× Lesson 1 Lesson 2 Lesson 3 Lesson 4 Lesson 5 Lesson 6 Lesson 7 Lesson 8 Lesson 9 Lesson 10 Lesson 11 Lesson 12 Lesson 13 Lesson 14 Lesson 15 Lesson 16 Lesson 17 Lesson 18 Lesson 19 Lesson 20 Lesson 21 Lesson 22 Lesson 23 Lesson 24 Lesson 25 Mini Lesson 1 Mini Lesson 2 Mini Lesson 3 Mini Lesson 4 Mini Lesson 5

Lessons

Lesson 23 - RegEx

The RegEx module, aka Regular Expression, main use in Python is to find patterns in text. Once again, since there are so many attributes and methods in the module, I'll be going over just a few of the main ones, and here's a link to the complete list of them.

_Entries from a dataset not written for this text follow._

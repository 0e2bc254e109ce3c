//! Error types shared across the crate.

use crate::raster::Dimensions;
use crate::template::Slot;
use thiserror::Error;

/// Which of the two embedded rasters an error refers to.
#[derive(Debug, Clone, Copy, PartialEq, Eq)]
pub enum AssetKind {
    Color,
    Depth,
}

impl std::fmt::Display for AssetKind {
    fn fmt(&self, f: &mut std::fmt::Formatter<'_>) -> std::fmt::Result {
        f.write_str(match self {
            AssetKind::Color => "color",
            AssetKind::Depth => "depth",
        })
    }
}

/// Invalid raster construction.
#[derive(Debug, Error, PartialEq, Eq)]
pub enum RasterError {
    #[error("raster must be at least 1x1, got {0}")]
    ZeroSized(Dimensions),

    #[error("{dims} raster with {channels} channel(s) needs {expected} bytes, got {actual}")]
    BufferLength {
        dims: Dimensions,
        channels: usize,
        expected: usize,
        actual: usize,
    },
}

/// Failures while assembling the viewer template.
#[derive(Debug, Error, PartialEq, Eq)]
pub enum TemplateError {
    #[error("template slot {0} was never bound")]
    UnboundSlot(Slot),

    #[error("template slot {0} appears more than once")]
    DuplicateSlot(Slot),

    #[error("template has no {0} slot")]
    MissingSlot(Slot),
}

/// Build-time failures. Any of these aborts document creation.
#[derive(Debug, Error)]
pub enum BuildError {
    #[error("color image is {color} but depth map is {depth}")]
    DimensionMismatch { color: Dimensions, depth: Dimensions },

    #[error("failed to encode {asset} asset")]
    Encoding {
        asset: AssetKind,
        #[source]
        source: image::ImageError,
    },

    #[error(transparent)]
    Template(#[from] TemplateError),
}

/// An embedded asset reference could not be turned back into a raster.
#[derive(Debug, Error)]
pub enum AssetDecodeError {
    #[error("malformed data URI: {0}")]
    MalformedUri(String),

    #[error("unsupported asset MIME type `{0}`")]
    UnsupportedMime(String),

    #[error("invalid base64 payload")]
    Base64(#[from] base64::DecodeError),

    #[error("image payload could not be decoded")]
    Image(#[from] image::ImageError),

    #[error("document has no {0} asset reference")]
    NotFound(AssetKind),
}

/// Event delivered to the render engine in a state that cannot accept it.
#[derive(Debug, Error, PartialEq, Eq)]
pub enum EngineError {
    #[error("cannot handle `{event}` while {from:?}")]
    InvalidTransition {
        from: crate::engine::EngineState,
        event: &'static str,
    },
}
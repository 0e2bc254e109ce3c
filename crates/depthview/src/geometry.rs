//! Point grid geometry: one unconnected point per source pixel.

use crate::raster::Dimensions;

/// A `W x H` lattice of points in the `z = 0` plane, centred on the origin.
///
/// The plane spans `(W / max(W, H), H / max(W, H))`, so the longer side is
/// always 1. Points sit at pixel centres; row 0 is the top (+y) row. Topology
/// never changes after construction; displacement happens per vertex on the
/// graphics pipeline.
///
/// Zero-area dimensions give an empty grid with a zero extent.
#[derive(Debug, Clone, PartialEq)]
pub struct PointGrid {
    dims: Dimensions,
    extent: [f32; 2],
    positions: Vec<[f32; 2]>,
}

impl PointGrid {
    pub fn new(dims: Dimensions) -> Self {
        let extent = plane_extent(dims);
        let (w, h) = (dims.width as usize, dims.height as usize);

        let mut positions = Vec::with_capacity(w * h);
        for row in 0..h {
            let y = (0.5 - (row as f32 + 0.5) / h as f32) * extent[1];
            for col in 0..w {
                let x = ((col as f32 + 0.5) / w as f32 - 0.5) * extent[0];
                positions.push([x, y]);
            }
        }

        log::debug!(
            "Point grid {}: {} points, extent {:.3}x{:.3}",
            dims,
            positions.len(),
            extent[0],
            extent[1]
        );

        Self {
            dims,
            extent,
            positions,
        }
    }

    #[inline]
    pub fn dimensions(&self) -> Dimensions {
        self.dims
    }

    /// Plane size `(width, height)` in scene units.
    #[inline]
    pub fn extent(&self) -> [f32; 2] {
        self.extent
    }

    /// `width / height` of the source image; bound as the `ar` shader input.
    #[inline]
    pub fn aspect_ratio(&self) -> f32 {
        self.dims.aspect_ratio()
    }

    #[inline]
    pub fn positions(&self) -> &[[f32; 2]] {
        &self.positions
    }

    #[inline]
    pub fn len(&self) -> usize {
        self.positions.len()
    }

    #[inline]
    pub fn is_empty(&self) -> bool {
        self.positions.is_empty()
    }

    /// Planar position of the point for pixel `(col, row)`.
    #[inline]
    pub fn point(&self, col: u32, row: u32) -> [f32; 2] {
        self.positions[row as usize * self.dims.width as usize + col as usize]
    }

    /// Indices of the top-left, top-right, bottom-left and bottom-right points,
    /// or `None` for an empty grid.
    pub fn corner_indices(&self) -> Option<[usize; 4]> {
        if self.is_empty() {
            return None;
        }
        let w = self.dims.width as usize;
        let h = self.dims.height as usize;
        Some([0, w - 1, (h - 1) * w, h * w - 1])
    }
}

/// `(W / max(W, H), H / max(W, H))`, or zero when either side is zero.
pub fn plane_extent(dims: Dimensions) -> [f32; 2] {
    if dims.pixel_count() == 0 {
        return [0.0, 0.0];
    }
    let max = dims.max_side() as f32;
    [dims.width as f32 / max, dims.height as f32 / max]
}

#[cfg(test)]
mod tests {
    use super::*;

    #[test]
    fn one_point_per_pixel() {
        let grid = PointGrid::new(Dimensions::new(512, 384));
        assert_eq!(grid.len(), 512 * 384);
        assert_eq!(grid.extent(), [1.0, 0.75]);
        assert_eq!(grid.aspect_ratio(), 512.0 / 384.0);
    }

    #[test]
    fn portrait_extent_keeps_long_side_unit() {
        assert_eq!(plane_extent(Dimensions::new(300, 600)), [0.5, 1.0]);
    }

    #[test]
    fn single_pixel_is_single_point_at_origin() {
        let grid = PointGrid::new(Dimensions::new(1, 1));
        assert_eq!(grid.positions(), &[[0.0, 0.0]]);
        assert_eq!(grid.corner_indices(), Some([0, 0, 0, 0]));
    }

    #[test]
    fn zero_area_grid_is_empty() {
        for dims in [Dimensions::new(0, 3), Dimensions::new(3, 0), Dimensions::new(0, 0)] {
            let grid = PointGrid::new(dims);
            assert!(grid.is_empty());
            assert_eq!(grid.extent(), [0.0, 0.0]);
            assert_eq!(grid.corner_indices(), None);
        }
    }

    #[test]
    fn rows_run_top_to_bottom_and_are_centred() {
        let grid = PointGrid::new(Dimensions::new(4, 2));
        let [tl, tr, bl, br] = grid.corner_indices().unwrap().map(|i| grid.positions()[i]);
        assert!(tl[1] > bl[1]);
        assert!(tr[0] > tl[0]);
        assert_eq!(tl, [-0.375, 0.125]);
        assert_eq!(br, [0.375, -0.125]);
        let sum = grid
            .positions()
            .iter()
            .fold([0.0f32; 2], |acc, p| [acc[0] + p[0], acc[1] + p[1]]);
        assert!(sum[0].abs() < 1e-5 && sum[1].abs() < 1e-5);
    }
}
//! Pointer input mapped onto [`CameraControls`]: left drag orbits, right drag
//! pans, the wheel zooms.

use depthview::CameraControls;
use winit::event::{ElementState, MouseButton, MouseScrollDelta, WindowEvent};

/// Pixels of trackpad scroll per wheel notch.
const PIXELS_PER_LINE: f32 = 120.0;

#[derive(Debug, Clone, Copy, PartialEq, Eq)]
enum Drag {
    Orbit,
    Pan,
}

#[derive(Debug, Default)]
pub struct InputController {
    drag: Option<Drag>,
    last_cursor: Option<(f64, f64)>,
}

impl InputController {
    pub fn new() -> Self {
        Self::default()
    }

    /// Applies a window event to `controls`. Returns true when the event was
    /// camera input.
    pub fn handle_event(
        &mut self,
        event: &WindowEvent,
        controls: &mut CameraControls,
        viewport_height: f32,
    ) -> bool {
        match event {
            WindowEvent::MouseInput { button, state, .. } => {
                self.on_button(*button, *state == ElementState::Pressed)
            }
            WindowEvent::CursorMoved { position, .. } => {
                self.on_cursor((position.x, position.y), controls, viewport_height)
            }
            WindowEvent::CursorLeft { .. } => {
                self.drag = None;
                self.last_cursor = None;
                false
            }
            WindowEvent::MouseWheel { delta, .. } => {
                let steps = match delta {
                    MouseScrollDelta::LineDelta(_, y) => *y,
                    MouseScrollDelta::PixelDelta(pos) => pos.y as f32 / PIXELS_PER_LINE,
                };
                controls.zoom(steps);
                true
            }
            _ => false,
        }
    }

    fn on_button(&mut self, button: MouseButton, pressed: bool) -> bool {
        let kind = match button {
            MouseButton::Left => Drag::Orbit,
            MouseButton::Right => Drag::Pan,
            _ => return false,
        };

        if pressed {
            self.drag = Some(kind);
        } else if self.drag == Some(kind) {
            self.drag = None;
        }
        true
    }

    fn on_cursor(
        &mut self,
        xy: (f64, f64),
        controls: &mut CameraControls,
        viewport_height: f32,
    ) -> bool {
        let last = self.last_cursor.replace(xy);
        let (Some(drag), Some(last)) = (self.drag, last) else {
            return false;
        };

        let dx = (xy.0 - last.0) as f32;
        let dy = (xy.1 - last.1) as f32;
        match drag {
            Drag::Orbit => controls.rotate(dx, dy, viewport_height),
            Drag::Pan => controls.pan(dx, dy, viewport_height),
        }
        true
    }
}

One of the main methods is the findall() method. With the RegEx we must use a set of 'metacharacters', 'special sequences', and 'sets'. I won't go over all of them, but once again the link has a list of all of them. Let's say we want to find the amount of times a paragraph has 'Hello World' in it, we can use the findall() method.

paragraph = 'Hello World is what is commonly said when a programmer starts learning a language. Hello World is made up of two separate words. Hello World is quite a funny phrase as you are addressing the entire world. Hello World Hello World Hello World Hello World Hello World Hello World Hello World Hello World Hello World Hello World Hello World Hello World Hello World Hello World Hello World Hello World Hello World Hello World Hello World Hello World'

y = re.findall('Hello World', paragraph)

print(len(y))

So first we create a variable called paragraph which is equal to a long paragraph which has the phrase 'Hello World' in it many times. In the second line we set a new variable y equal to the re module with the findall() method, which has the phrase we want to find, 'Hello World', and the text we are searching in, which would be the variable paragraph.

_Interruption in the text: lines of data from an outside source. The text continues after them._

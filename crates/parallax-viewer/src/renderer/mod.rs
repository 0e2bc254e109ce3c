//! Rendering orchestrator. Owns the GPU context, the depth target, the point
//! pipeline and the egui renderer.

pub mod context;
pub mod pipelines;
pub mod targets;

use self::{context::GfxContext, pipelines::parallax::ParallaxPipeline, targets::Targets};
use crate::data::types::FrameUniformStd140;
use depthview::FrameInputs;
use std::sync::Arc;
use winit::window::Window;

/// Viewer background.
const CLEAR: wgpu::Color = wgpu::Color::WHITE;

pub struct Renderer {
    pub gfx: GfxContext,
    pub targets: Targets,
    pub points: ParallaxPipeline,
    pub egui_renderer: egui_wgpu::Renderer,
}

impl Renderer {
    pub async fn new(window: Arc<Window>) -> anyhow::Result<Self> {
        let gfx = GfxContext::new(window).await?;
        let targets = Targets::new(&gfx.device, gfx.size);
        let points = ParallaxPipeline::new(&gfx.device, gfx.config.format, targets::DEPTH_FORMAT);
        let egui_renderer = egui_wgpu::Renderer::new(&gfx.device, gfx.config.format, None, 1);

        Ok(Self {
            gfx,
            targets,
            points,
            egui_renderer,
        })
    }

    pub fn resize(&mut self, new_size: winit::dpi::PhysicalSize<u32>) {
        if new_size.width > 0 && new_size.height > 0 {
            self.gfx.resize(new_size);
            self.targets.resize(&self.gfx.device, new_size);
        }
    }

    /// Clears to the background and draws the points when `frame` is given
    /// and the scene is fully bound.
    pub fn render(&mut self, swap_view: &wgpu::TextureView, frame: Option<&FrameInputs>) {
        if let Some(frame) = frame {
            self.points
                .write_frame(&self.gfx.queue, &FrameUniformStd140::from(frame));
        }

        let mut encoder = self
            .gfx
            .device
            .create_command_encoder(&wgpu::CommandEncoderDescriptor {
                label: Some("Frame Encoder"),
            });

        {
            let mut pass = encoder.begin_render_pass(&wgpu::RenderPassDescriptor {
                label: Some("Point Pass"),
                color_attachments: &[Some(wgpu::RenderPassColorAttachment {
                    view: swap_view,
                    resolve_target: None,
                    ops: wgpu::Operations {
                        load: wgpu::LoadOp::Clear(CLEAR),
                        store: wgpu::StoreOp::Store,
                    },
                })],
                depth_stencil_attachment: Some(wgpu::RenderPassDepthStencilAttachment {
                    view: &self.targets.depth,
                    depth_ops: Some(wgpu::Operations {
                        load: wgpu::LoadOp::Clear(1.0),
                        store: wgpu::StoreOp::Discard,
                    }),
                    stencil_ops: None,
                }),
                timestamp_writes: None,
                occlusion_query_set: None,
            });

            if frame.is_some() {
                self.points.draw(&mut pass);
            }
        }

        self.gfx.queue.submit(std::iter::once(encoder.finish()));
    }

    /// Paints tessellated egui output on top of the frame.
    pub fn render_ui(
        &mut self,
        swap_view: &wgpu::TextureView,
        ctx: &egui::Context,
        output: egui::FullOutput,
    ) {
        let shapes = ctx.tessellate(output.shapes, ctx.pixels_per_point());
        let screen = egui_wgpu::ScreenDescriptor {
            size_in_pixels: [self.gfx.config.width, self.gfx.config.height],
            pixels_per_point: ctx.pixels_per_point(),
        };

        let mut encoder = self
            .gfx
            .device
            .create_command_encoder(&wgpu::CommandEncoderDescriptor {
                label: Some("UI Encoder"),
            });

        for (id, delta) in &output.textures_delta.set {
            self.egui_renderer
                .update_texture(&self.gfx.device, &self.gfx.queue, *id, delta);
        }
        self.egui_renderer.update_buffers(
            &self.gfx.device,
            &self.gfx.queue,
            &mut encoder,
            &shapes,
            &screen,
        );

        {
            let mut pass = encoder.begin_render_pass(&wgpu::RenderPassDescriptor {
                label: Some("EGUI Pass"),
                color_attachments: &[Some(wgpu::RenderPassColorAttachment {
                    view: swap_view,
                    resolve_target: None,
                    ops: wgpu::Operations {
                        load: wgpu::LoadOp::Load,
                        store: wgpu::StoreOp::Store,
                    },
                })],
                depth_stencil_attachment: None,
                timestamp_writes: None,
                occlusion_query_set: None,
            });
            self.egui_renderer.render(&mut pass, &shapes, &screen);
        }

        for id in &output.textures_delta.free {
            self.egui_renderer.free_texture(id);
        }

        self.gfx.queue.submit(std::iter::once(encoder.finish()));
    }
}
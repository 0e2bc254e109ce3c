//! Entry point for the native parallax viewer.

use anyhow::{bail, Result};
use clap::Parser;
use parallax_viewer::{
    app::{App, Schedule},
    loader::{read_assets, spawn_decode, AssetSource},
};
use std::{path::PathBuf, sync::Arc};
use winit::{
    event::{Event, WindowEvent},
    event_loop::{ControlFlow, EventLoop},
    keyboard::{KeyCode, PhysicalKey},
    window::WindowBuilder,
};

/// Interactive depth-parallax viewer for a photo and its depth map.
#[derive(Parser, Debug)]
#[command(name = "parallax_viewer", version)]
struct Args {
    /// Viewer document produced by `depth2view`.
    #[arg(long, conflicts_with_all = ["image", "depth"])]
    document: Option<PathBuf>,

    /// Color photograph; requires `--depth`.
    #[arg(long, requires = "depth")]
    image: Option<PathBuf>,

    /// Depth map aligned with `--image`.
    #[arg(long, requires = "image")]
    depth: Option<PathBuf>,

    /// Point sprite size in pixels.
    #[arg(long, default_value_t = depthview::engine::DEFAULT_POINT_SIZE_PX)]
    point_size: f32,
}

impl Args {
    fn source(&self) -> Result<AssetSource> {
        match (&self.document, &self.image, &self.depth) {
            (Some(doc), _, _) => Ok(AssetSource::Document(doc.clone())),
            (None, Some(image), Some(depth)) => Ok(AssetSource::Files {
                image: image.clone(),
                depth: depth.clone(),
            }),
            _ => bail!("pass --document, or both --image and --depth"),
        }
    }
}

fn main() -> Result<()> {
    env_logger::Builder::from_env(env_logger::Env::default().default_filter_or("info")).init();

    let args = Args::parse();
    let (color, depth) = read_assets(&args.source()?)?;
    let events = spawn_decode(color, depth);

    let event_loop = EventLoop::new()?;
    let window = Arc::new(
        WindowBuilder::new()
            .with_title("Depth Viewer")
            .with_inner_size(winit::dpi::LogicalSize::new(1024, 600))
            .build(&event_loop)?,
    );

    let mut app = pollster::block_on(App::new(window.clone(), events, args.point_size))?;

    event_loop.run(move |event, elwt| {
        elwt.set_control_flow(ControlFlow::Poll);

        match event {
            Event::WindowEvent { window_id, event } if window_id == window.id() => {
                if !app.handle_event(&window, &event) {
                    match event {
                        WindowEvent::CloseRequested => app.dispose(),
                        WindowEvent::KeyboardInput { event, .. } => {
                            if event.physical_key == PhysicalKey::Code(KeyCode::Escape) {
                                app.dispose();
                            }
                        }
                        WindowEvent::RedrawRequested => match app.render(&window) {
                            Ok(()) => {}
                            Err(wgpu::SurfaceError::Lost | wgpu::SurfaceError::Outdated) => {
                                app.resize(app.renderer.gfx.size);
                            }
                            Err(wgpu::SurfaceError::OutOfMemory) => {
                                log::error!("WGPU out of memory, exiting.");
                                app.dispose();
                            }
                            Err(e) => log::error!("Render error: {:?}", e),
                        },
                        _ => {}
                    }
                }
            }
            Event::AboutToWait => match app.schedule() {
                Schedule::Redraw => window.request_redraw(),
                Schedule::Exit => elwt.exit(),
            },
            _ => {}
        }
    })?;

    Ok(())
}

Another one of the main methods is the search() method. It's purpose is just to test if there is atleast one instance of the thing you are searching for is in the text, rather than every single instance of it like in the findall() method. Let's say we wanted to check to see if the paragraph variable contains the world 'Hello', I wonder what the answer will be.

def in_text(phrase, text):

x = re.findall(phrase, text)

if x:

print(phrase + 'is in ' + text)

else:

print(phrase + 'is not in ' + text)

print(in_text('Hello World', paragraph))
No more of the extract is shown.